● GOAL OF THE EXERCISE: Return a copy of every line in the records that includes the word "MulI".

(Stored data entries)
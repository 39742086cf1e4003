//! Computation-graph model consumed by the kernel emitters.
//!
//! A [`HloModule`] owns every node of a fusion: the fused computation itself,
//! nested fusions, and reducer computations. Node ids are unique module-wide so
//! value environments can key on them across nested computations.

mod dot;
mod module;
mod opcode;
mod types;

pub use dot::{
    non_contracting_dims, DotAlgorithm, DotAttrs, DotDimensionNumbers, Precision,
    PrecisionConfig, SparsityDescriptor,
};
pub use module::{
    scalar_reducer, Computation, ComputationBuilder, ComputationId, HloModule, Node, NodeAttrs,
    NodeId,
};
pub use opcode::{ComparisonDirection, Opcode};
pub use types::{ArrayShape, Literal, PrimitiveType, Shape};
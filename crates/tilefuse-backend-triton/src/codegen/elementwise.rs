use tilefuse::hlo::{ComparisonDirection, Node, Opcode};
use tilefuse::ir::{BinaryOp, CmpFPredicate, CmpIPredicate, FuncBuilder, ScalarType, UnaryOp, ValueId};

use super::device_functions::device_function_name;
use super::scope::EmitContext;
use super::types::{cast, node_type, zeros_like};
use crate::error::{EmitError, EmitResult};

fn arg(node: &Node, inputs: &[ValueId], index: usize) -> EmitResult<ValueId> {
    inputs.get(index).copied().ok_or_else(|| {
        EmitError::internal(format!(
            "{} expects at least {} operands, got {}",
            node.name,
            index + 1,
            inputs.len()
        ))
    })
}

fn int_predicate(direction: ComparisonDirection, unsigned: bool) -> CmpIPredicate {
    match (direction, unsigned) {
        (ComparisonDirection::Eq, _) => CmpIPredicate::Eq,
        (ComparisonDirection::Ne, _) => CmpIPredicate::Ne,
        (ComparisonDirection::Lt, false) => CmpIPredicate::Slt,
        (ComparisonDirection::Lt, true) => CmpIPredicate::Ult,
        (ComparisonDirection::Le, false) => CmpIPredicate::Sle,
        (ComparisonDirection::Le, true) => CmpIPredicate::Ule,
        (ComparisonDirection::Gt, false) => CmpIPredicate::Sgt,
        (ComparisonDirection::Gt, true) => CmpIPredicate::Ugt,
        (ComparisonDirection::Ge, false) => CmpIPredicate::Sge,
        (ComparisonDirection::Ge, true) => CmpIPredicate::Uge,
    }
}

fn float_predicate(direction: ComparisonDirection) -> CmpFPredicate {
    match direction {
        ComparisonDirection::Eq => CmpFPredicate::Oeq,
        ComparisonDirection::Ne => CmpFPredicate::Une,
        ComparisonDirection::Lt => CmpFPredicate::Olt,
        ComparisonDirection::Le => CmpFPredicate::Ole,
        ComparisonDirection::Gt => CmpFPredicate::Ogt,
        ComparisonDirection::Ge => CmpFPredicate::Oge,
    }
}

/// Compares two values of the same element type. Integers compare signed,
/// predicates unsigned.
fn compare(
    b: &mut FuncBuilder,
    direction: ComparisonDirection,
    lhs: ValueId,
    rhs: ValueId,
) -> ValueId {
    let elem = b.elem(lhs);
    if elem.is_float() {
        b.cmpf(float_predicate(direction), lhs, rhs)
    } else {
        b.cmpi(int_predicate(direction, elem == ScalarType::I1), lhs, rhs)
    }
}

/// Maximum or minimum that propagates NaN from either side.
fn min_max(b: &mut FuncBuilder, is_max: bool, lhs: ValueId, rhs: ValueId) -> ValueId {
    if b.elem(lhs).is_float() {
        // lhs wins when it is NaN, or when rhs is not NaN and lhs compares favourably.
        let lhs_is_nan = b.cmpf(CmpFPredicate::Une, lhs, lhs);
        let rhs_is_not_nan = b.cmpf(CmpFPredicate::Oeq, rhs, rhs);
        let pred = if is_max {
            CmpFPredicate::Oge
        } else {
            CmpFPredicate::Ole
        };
        let lhs_wins = b.cmpf(pred, lhs, rhs);
        let ordered_wins = b.binary(BinaryOp::AndI, rhs_is_not_nan, lhs_wins);
        let take_lhs = b.binary(BinaryOp::OrI, lhs_is_nan, ordered_wins);
        b.select(take_lhs, lhs, rhs)
    } else {
        let pred = if is_max {
            CmpIPredicate::Sge
        } else {
            CmpIPredicate::Sle
        };
        let take_lhs = b.cmpi(pred, lhs, rhs);
        b.select(take_lhs, lhs, rhs)
    }
}

fn arith(b: &mut FuncBuilder, int_op: BinaryOp, float_op: BinaryOp, lhs: ValueId, rhs: ValueId) -> ValueId {
    let op = if b.elem(lhs).is_float() {
        float_op
    } else {
        int_op
    };
    b.binary(op, lhs, rhs)
}

/// Emits one elementwise node over already-emitted operand values.
pub fn emit_elementwise(
    b: &mut FuncBuilder,
    cx: &EmitContext<'_>,
    node: &Node,
    inputs: &[ValueId],
) -> EmitResult<ValueId> {
    let first = arg(node, inputs, 0)?;
    let input_elem = b.elem(first);

    if matches!(input_elem, ScalarType::F32 | ScalarType::F64) {
        if let Some(element_type) = node.element_type() {
            if let Some(symbol) =
                device_function_name(node.opcode, element_type, &cx.device.compute_capability)
            {
                return Ok(b.extern_elementwise(
                    "libdevice",
                    &cx.device.libdevice_path,
                    &symbol,
                    true,
                    inputs,
                    input_elem,
                ));
            }
        }
    }

    let value = match node.opcode {
        Opcode::Copy => first,
        Opcode::Abs => {
            let op = if input_elem.is_float() {
                UnaryOp::AbsF
            } else {
                UnaryOp::AbsI
            };
            b.unary(op, first)
        }
        Opcode::Not => {
            let ty = b.ty(first).clone();
            let all_ones = b.int_const(&ty, -1);
            b.binary(BinaryOp::XOrI, first, all_ones)
        }
        Opcode::Negate => {
            let zero = zeros_like(b, first);
            arith(b, BinaryOp::SubI, BinaryOp::SubF, zero, first)
        }
        Opcode::Convert => cast(b, first, node_type(node.element_type())?)?,
        Opcode::Add => {
            let rhs = arg(node, inputs, 1)?;
            arith(b, BinaryOp::AddI, BinaryOp::AddF, first, rhs)
        }
        Opcode::Subtract => {
            let rhs = arg(node, inputs, 1)?;
            arith(b, BinaryOp::SubI, BinaryOp::SubF, first, rhs)
        }
        Opcode::Multiply => {
            let rhs = arg(node, inputs, 1)?;
            arith(b, BinaryOp::MulI, BinaryOp::MulF, first, rhs)
        }
        Opcode::Divide => {
            let rhs = arg(node, inputs, 1)?;
            arith(b, BinaryOp::DivSI, BinaryOp::DivF, first, rhs)
        }
        Opcode::Maximum => {
            let rhs = arg(node, inputs, 1)?;
            min_max(b, true, first, rhs)
        }
        Opcode::Minimum => {
            let rhs = arg(node, inputs, 1)?;
            min_max(b, false, first, rhs)
        }
        Opcode::And => {
            let rhs = arg(node, inputs, 1)?;
            b.binary(BinaryOp::AndI, first, rhs)
        }
        Opcode::Or => {
            let rhs = arg(node, inputs, 1)?;
            b.binary(BinaryOp::OrI, first, rhs)
        }
        Opcode::Xor => {
            let rhs = arg(node, inputs, 1)?;
            b.binary(BinaryOp::XOrI, first, rhs)
        }
        Opcode::Compare => {
            let rhs = arg(node, inputs, 1)?;
            let direction = node.comparison_direction().ok_or_else(|| {
                EmitError::internal(format!("compare {} has no direction", node.name))
            })?;
            compare(b, direction, first, rhs)
        }
        Opcode::Select => {
            let on_true = arg(node, inputs, 1)?;
            let on_false = arg(node, inputs, 2)?;
            let zero = zeros_like(b, first);
            let pred = b.cmpi(CmpIPredicate::Ne, first, zero);
            b.select(pred, on_true, on_false)
        }
        other => {
            return Err(EmitError::unsupported(format!(
                "Unsupported elementwise operation {} ({other})",
                node.name
            )))
        }
    };
    Ok(value)
}
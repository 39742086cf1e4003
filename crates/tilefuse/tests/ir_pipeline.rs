use tilefuse::ir::passes::run_cleanup_pipeline;
use tilefuse::ir::{
    print_module, verify_func, BinaryOp, CmpIPredicate, FuncBuilder, Module, ProgramIdDim,
    ScalarType, Type,
};

fn accumulate_kernel() -> FuncBuilder {
    let f32_tile = Type::tensor(&[16], ScalarType::F32);
    let mut b = FuncBuilder::new("accumulate", &[Type::Ptr(ScalarType::F32)]);
    b.set_arg_divisibility(0, 16);
    let out = b.arg(0);

    let pid = b.program_id(ProgramIdDim::X);
    let zero = b.const_i32(0);
    let four = b.const_i32(4);
    let one = b.const_i32(1);
    let acc0 = b.float_const(&f32_tile, 0.0);

    let args = b.begin_block(&[Type::Scalar(ScalarType::I32), f32_tile.clone()]);
    let (iv, acc) = (args[0], args[1]);
    let iv_plus_zero = b.binary(BinaryOp::AddI, iv, zero);
    let as_float = b.cast(tilefuse::ir::CastOp::SIToFP, iv_plus_zero, ScalarType::F32);
    let splat = b.splat(as_float, &[16]);
    let next = b.binary(BinaryOp::AddF, acc, splat);
    b.yield_values(&[next]);
    let body = b.end_block().expect("loop body is open");
    let results = b.for_loop(zero, four, one, &[acc0], body);

    let wide_pid = b.cast(tilefuse::ir::CastOp::ExtSI, pid, ScalarType::I64);
    let sixteen = b.const_i64(16);
    let offset = b.binary(BinaryOp::MulI, wide_pid, sixteen);
    let base = b.add_ptr(out, offset);
    let size = b.const_i64(64);
    let stride = b.const_i64(1);
    let tile = b.make_tensor_ptr(base, &[size], &[stride], &[zero], &[16], &[0]);
    b.store(tile, results[0], &[0]);
    let _unused = b.cmpi(CmpIPredicate::Slt, pid, four);
    b.ret();
    b
}

#[test]
fn built_kernel_verifies_and_prints() {
    let func = accumulate_kernel().finish().expect("all blocks closed");
    verify_func(&func).expect("kernel should verify");

    let text = print_module(&Module {
        name: "m".to_string(),
        func,
    });
    assert!(text.contains("tt.func public @accumulate(%0: !tt.ptr<f32> {tt.divisibility = 16 : i32})"));
    assert!(text.contains("scf.for"));
    assert!(text.contains("scf.yield"));
    assert!(text.contains("tt.make_tensor_ptr"));
    assert!(text.contains("boundaryCheck = array<i32: 0>"));
}

#[test]
fn cleanup_removes_dead_and_identity_ops() {
    let mut func = accumulate_kernel().finish().expect("all blocks closed");
    let before = func.op_count();
    let result = run_cleanup_pipeline(&mut func);
    assert!(result.changed);
    assert!(func.op_count() < before);
    assert!(func.ops_named("arith.cmpi").is_empty());
    assert!(func.ops_named("arith.addi").is_empty());
    assert_eq!(func.ops_named("tt.store").len(), 1);
    verify_func(&func).expect("cleanup keeps the kernel valid");
}

#[test]
fn unclosed_blocks_are_reported() {
    let mut b = FuncBuilder::new("k", &[]);
    b.begin_block(&[]);
    assert!(b.finish().is_err());
}
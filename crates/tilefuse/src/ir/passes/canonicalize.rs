use std::collections::{HashMap, HashSet};

use crate::ir::func::Func;
use crate::ir::ops::{BinaryOp, Constant, OpKind, Operation, ValueId};

use super::{FunctionPass, PassResult};

/// Folds operations that forward one of their operands unchanged.
///
/// Rewrites uses only; the folded operations become dead and are removed by
/// [`super::DeadCodeEliminationPass`].
#[derive(Default)]
pub struct CanonicalizePass;

impl CanonicalizePass {
    const NAME: &'static str = "canonicalize";
}

fn int_constants(func: &Func) -> HashMap<ValueId, i64> {
    let mut constants = HashMap::new();
    func.body.walk(&mut |op| {
        if let (OpKind::Constant(Constant::Int(value)), Some(result)) = (&op.kind, op.result()) {
            constants.insert(result, *value);
        }
    });
    constants
}

fn used_values(func: &Func) -> HashSet<ValueId> {
    let mut used = HashSet::new();
    func.body.walk(&mut |op| used.extend(op.operands.iter().copied()));
    used
}

fn forwarded_operand(
    func: &Func,
    op: &Operation,
    constants: &HashMap<ValueId, i64>,
) -> Option<ValueId> {
    let result = op.result()?;
    let is_const = |value: ValueId, expected: i64| constants.get(&value) == Some(&expected);
    match (&op.kind, op.operands.as_slice()) {
        (OpKind::Cast(_) | OpKind::Broadcast, [operand]) => {
            (func.value_type(*operand) == func.value_type(result)).then_some(*operand)
        }
        (OpKind::Advance, [ptr, offsets @ ..]) => offsets
            .iter()
            .all(|offset| is_const(*offset, 0))
            .then_some(*ptr),
        (OpKind::AddPtr, [ptr, offset]) => is_const(*offset, 0).then_some(*ptr),
        (OpKind::Select, [cond, on_true, on_false]) => {
            if on_true == on_false {
                return Some(*on_true);
            }
            let is_scalar_cond = func.value_type(*cond).is_some_and(|ty| ty.is_scalar());
            match constants.get(cond) {
                Some(value) if is_scalar_cond => {
                    Some(if *value != 0 { *on_true } else { *on_false })
                }
                _ => None,
            }
        }
        (OpKind::Binary(binary), [lhs, rhs]) => {
            let (lhs, rhs) = (*lhs, *rhs);
            match binary {
                BinaryOp::AddI | BinaryOp::OrI | BinaryOp::XOrI => {
                    if is_const(rhs, 0) {
                        Some(lhs)
                    } else if is_const(lhs, 0) {
                        Some(rhs)
                    } else {
                        None
                    }
                }
                BinaryOp::SubI => is_const(rhs, 0).then_some(lhs),
                BinaryOp::MulI => {
                    if is_const(rhs, 1) {
                        Some(lhs)
                    } else if is_const(lhs, 1) {
                        Some(rhs)
                    } else {
                        None
                    }
                }
                _ => None,
            }
        }
        _ => None,
    }
}

impl FunctionPass for CanonicalizePass {
    fn name(&self) -> &'static str {
        Self::NAME
    }

    fn run(&self, func: &mut Func) -> PassResult {
        let constants = int_constants(func);
        let used = used_values(func);

        let mut replacements = Vec::new();
        func.body.walk(&mut |op| {
            if let (Some(result), Some(forwarded)) =
                (op.result(), forwarded_operand(func, op, &constants))
            {
                if used.contains(&result) && result != forwarded {
                    replacements.push((result, forwarded));
                }
            }
        });

        for (from, to) in &replacements {
            func.body.replace_all_uses(*from, *to);
        }

        PassResult {
            changed: !replacements.is_empty(),
            iterations: 1,
            rewrites_applied: replacements.len(),
            erased_ops: 0,
        }
    }
}

#[cfg(test)]
mod tests {
    use super::*;
    use crate::ir::func::FuncBuilder;
    use crate::ir::passes::DeadCodeEliminationPass;
    use crate::ir::types::{ScalarType, TensorType, Type};

    #[test]
    fn zero_advance_is_folded_away() {
        let ptr_ty = Type::Ptr(ScalarType::F32);
        let mut b = FuncBuilder::new("k", &[ptr_ty]);
        let base = b.arg(0);
        let one = b.const_i64(1);
        let zero = b.const_i32(0);
        let block = b.make_tensor_ptr(base, &[one], &[one], &[zero], &[16], &[0]);
        let advanced = b.advance(block, &[zero]);
        let loaded = b.load(advanced, &[], None);
        b.store(block, loaded, &[]);
        b.ret();
        let mut func = b.finish().unwrap();

        let result = CanonicalizePass.run(&mut func);
        assert!(result.changed);
        DeadCodeEliminationPass.run(&mut func);
        assert!(func.ops_named("tt.advance").is_empty());
        assert_eq!(
            func.value_type(block),
            Some(&Type::BlockPtr(TensorType::new(&[16], ScalarType::F32)))
        );
    }
}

● WRITTEN SOLUTION:
            arith(b, BinaryOp::MulI, BinaryOp::MulF, first, rhs)
    let offset = b.binary(BinaryOp::MulI, wide_pid, sixteen);
                BinaryOp::MulI => {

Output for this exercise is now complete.